Citing “differences” with administration over “what a museum is about” but declining to elaborate on them, Schaefer told The Times he will leave the museum at the end of the year.
Museum Director Earl A. Powell also declined to comment on any philosophical differences that might have prompted Schaefer’s departure. “I would only say that the decision was his, not mine,” Powell said. “He has been a very aggressive and acquisitive curator, and his contributions have greatly enhanced the museum’s collections.”
Schaefer intends to continue museum work but has no definite plans. “I have had several offers and I have lots of irons in the fire,” he said in a telephone interview.
Known for his conviction that museums are remembered for their permanent collections, and not their temporary exhibitions, Schaefer cited as his major accomplishment the addition of 64 European paintings and sculptures to the museum’s collection (through gifts and purchases) during his tenure. He also takes pride in “encouraging collecting in the private sector,” a development that may lead to future gifts of Old Masters to the museum.

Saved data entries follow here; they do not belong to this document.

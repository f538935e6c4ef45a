use std::io::Write;

use qcheck_core::{DiagnosticEntry, DiagnosticPipeline, Report, Severity};
use serde::Serialize;
use uuid::Uuid;

use super::ReportRenderer;
use crate::error::RenderError;

/// CodeClimate issue list, as consumed by GitLab code quality widgets.
pub struct CodeClimateRenderer;

#[derive(Debug, Serialize)]
struct Issue<'a> {
    #[serde(rename = "type")]
    kind: &'static str,
    check_name: &'a str,
    description: &'a str,
    categories: Vec<&'a str>,
    severity: &'static str,
    fingerprint: String,
    location: Location<'a>,
}

#[derive(Debug, Serialize)]
struct Location<'a> {
    path: &'a str,
    lines: Lines,
}

#[derive(Debug, Serialize)]
struct Lines {
    begin: u32,
    end: u32,
}

fn severity_name(severity: Severity) -> &'static str {
    match severity {
        Severity::None | Severity::Info => "info",
        Severity::Marginal => "minor",
        Severity::Minor => "major",
        Severity::Major => "critical",
        Severity::Fatal => "blocker",
    }
}

/// Stable across runs for the same task, file, line and message.
fn fingerprint(entry: &DiagnosticEntry<'_>) -> String {
    let line = entry
        .range
        .and_then(|r| r.start_line)
        .map(|l| l.to_string())
        .unwrap_or_default();
    let key = [
        entry.task.name(),
        entry.file().unwrap_or_default(),
        line.as_str(),
        entry.diagnostic.message.as_str(),
    ]
    .join("\u{1f}");
    Uuid::new_v5(&Uuid::NAMESPACE_OID, key.as_bytes())
        .simple()
        .to_string()
}

fn issue<'a>(entry: &DiagnosticEntry<'a>) -> Issue<'a> {
    let diagnostic = entry.diagnostic;
    let begin = entry.range.and_then(|r| r.start_line).unwrap_or(1);
    let end = entry.range.and_then(|r| r.end_line).unwrap_or(begin);
    let mut categories: Vec<&str> = diagnostic.categories.iter().map(String::as_str).collect();
    if categories.is_empty() {
        categories.push("Bug Risk");
    }

    Issue {
        kind: "issue",
        check_name: diagnostic.source.as_deref().unwrap_or(entry.task.name()),
        description: &diagnostic.message,
        categories,
        severity: severity_name(diagnostic.severity),
        fingerprint: fingerprint(entry),
        location: Location {
            path: entry.file().unwrap_or("."),
            lines: Lines { begin, end },
        },
    }
}

impl ReportRenderer for CodeClimateRenderer {
    fn name(&self) -> &str {
        "codeclimate"
    }

    fn file_name(&self) -> Option<&str> {
        Some("codeclimate.json")
    }

    fn render(
        &self,
        report: &Report,
        minimum: Severity,
        out: &mut dyn Write,
    ) -> Result<(), RenderError> {
        let issues: Vec<Issue<'_>> = DiagnosticPipeline::filter_by_minimum_severity(report, minimum)
            .sort_by_file_and_range()
            .then_sort_by_tool()
            .produce()
            .map(|entry| issue(&entry))
            .collect();

        serde_json::to_writer_pretty(&mut *out, &issues)?;
        writeln!(out)?;
        Ok(())
    }
}
//! Diagnostic ordering pipeline.
//!
//! Renderers read the completed [`Report`] through a chain of lazy stages: a minimum
//! severity filter at the root, then any number of sort stages. The first sort stage is the
//! primary key; every later stage only breaks ties left by the ones before it.
//!
//! ```text
//! Filter(min severity)                 enumerate + filter, streaming
//!   -> Sort(Tool)                      materialise once, stable sort
//!     -> Sort(File)                    re-sort runs equal by Tool
//!       -> Sort(Range)                 re-sort runs equal by (Tool, File)
//! ```
//!
//! ```
//! use qcheck_core::ordering::DiagnosticPipeline;
//! use qcheck_core::report::{Report, Severity};
//!
//! let mut report = Report::new();
//! report.complete().unwrap();
//! let entries = DiagnosticPipeline::filter_by_minimum_severity(&report, Severity::Minor)
//!     .sort_by_tool()
//!     .then_sort_by_file_and_range()
//!     .produce()
//!     .count();
//! assert_eq!(entries, 0);
//! ```

mod criterion;
mod entry;
mod partition;

pub use criterion::SortCriterion;
pub use entry::{enumerate, DiagnosticEntry};

use crate::report::{Report, Severity};

use partition::PartitionSort;

#[derive(Debug, Clone)]
enum Stage {
    Filter {
        threshold: Severity,
    },
    Sort {
        parent: Box<Stage>,
        criterion: SortCriterion,
    },
}

type EntryIter<'a> = Box<dyn Iterator<Item = DiagnosticEntry<'a>> + 'a>;

/// A composable, lazily evaluated view over a report's diagnostics.
///
/// Every call to [`produce`](Self::produce) re-derives the sequence from the report.
#[derive(Debug, Clone)]
pub struct DiagnosticPipeline<'a> {
    report: &'a Report,
    stage: Stage,
}

impl<'a> DiagnosticPipeline<'a> {
    /// Root stage: every entry whose severity is at least `threshold`, in report order.
    pub fn filter_by_minimum_severity(report: &'a Report, threshold: Severity) -> Self {
        Self {
            report,
            stage: Stage::Filter { threshold },
        }
    }

    /// Order by task name. Primary key when this is the first sort applied.
    pub fn sort_by_tool(self) -> Self {
        self.sort_by(SortCriterion::Tool)
    }

    /// Order by file, then by range. Primary key when this is the first sort applied.
    pub fn sort_by_file_and_range(self) -> Self {
        self.sort_by(SortCriterion::File)
            .sort_by(SortCriterion::Range)
    }

    /// Break remaining ties by task name.
    pub fn then_sort_by_tool(self) -> Self {
        self.sort_by_tool()
    }

    /// Break remaining ties by file, then by range.
    pub fn then_sort_by_file_and_range(self) -> Self {
        self.sort_by_file_and_range()
    }

    /// Append an arbitrary criterion to the chain.
    pub fn sort_by(self, criterion: SortCriterion) -> Self {
        Self {
            report: self.report,
            stage: Stage::Sort {
                parent: Box::new(self.stage),
                criterion,
            },
        }
    }

    /// Stream the ordered entries.
    pub fn produce(&self) -> impl Iterator<Item = DiagnosticEntry<'a>> + 'a {
        build(&self.stage, self.report).0
    }
}

/// Returns the stage's iterator and the criteria its output is already sorted by.
fn build<'a>(stage: &Stage, report: &'a Report) -> (EntryIter<'a>, Vec<SortCriterion>) {
    match stage {
        Stage::Filter { threshold } => {
            let threshold = *threshold;
            let iter = enumerate(report).filter(move |e| e.diagnostic.severity >= threshold);
            (Box::new(iter), Vec::new())
        }
        Stage::Sort { parent, criterion } => {
            let criterion = *criterion;
            let (input, established) = build(parent, report);

            let iter: EntryIter<'a> = if established.is_empty() {
                let mut all: Vec<_> = input.collect();
                all.sort_by(|a, b| criterion.compare(a, b));
                Box::new(all.into_iter())
            } else {
                Box::new(PartitionSort::new(input, established.clone(), criterion))
            };

            let mut sorted_by = established;
            sorted_by.push(criterion);
            (iter, sorted_by)
        }
    }
}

Schaefer had accepted a fellowship at the Getty Center for Art History and the Humanities before he decided to resign. Working at the Getty through September, he is currently finalizing the catalogue for an exhibition of 17th-Century Italian painter Guido Reni’s work.
The exhibition is the fulfillment of a long-held dream for Schaefer, a specialist in late-16th- and 17th-Century Italian painting. “It’s the only exhibition I ever wanted to do,” he said. “I came to Los Angeles (from Boston’s Museum of Fine Arts) with the idea, but it got put off” by other projects.
“I think the exhibition will be a revelation of a major painter who is little known. We’ve always associated his work with the Catholic religion,” he said, noting that religious connections can be “obstacles” to the appreciation of art.
“The Catholics put Reni’s work on their calendars because they were great paintings, but that diluted them. We lost our ability to see them,” Schaefer said. He hopes that the exhibition of 60 paintings, including two owned by the County Museum of Art and others borrowed from the Louvre and the National Museum of Bologna, Italy, will create a wider and better informed audience for Reni’s art.
Co-organized with the National Museum of Bologna and the Philadelphia Museum of Art, the Reni show will open in Bologna on Sept. 10, 1988, move on to Los Angeles for a December opening and close in Philadelphia in the spring of 1989.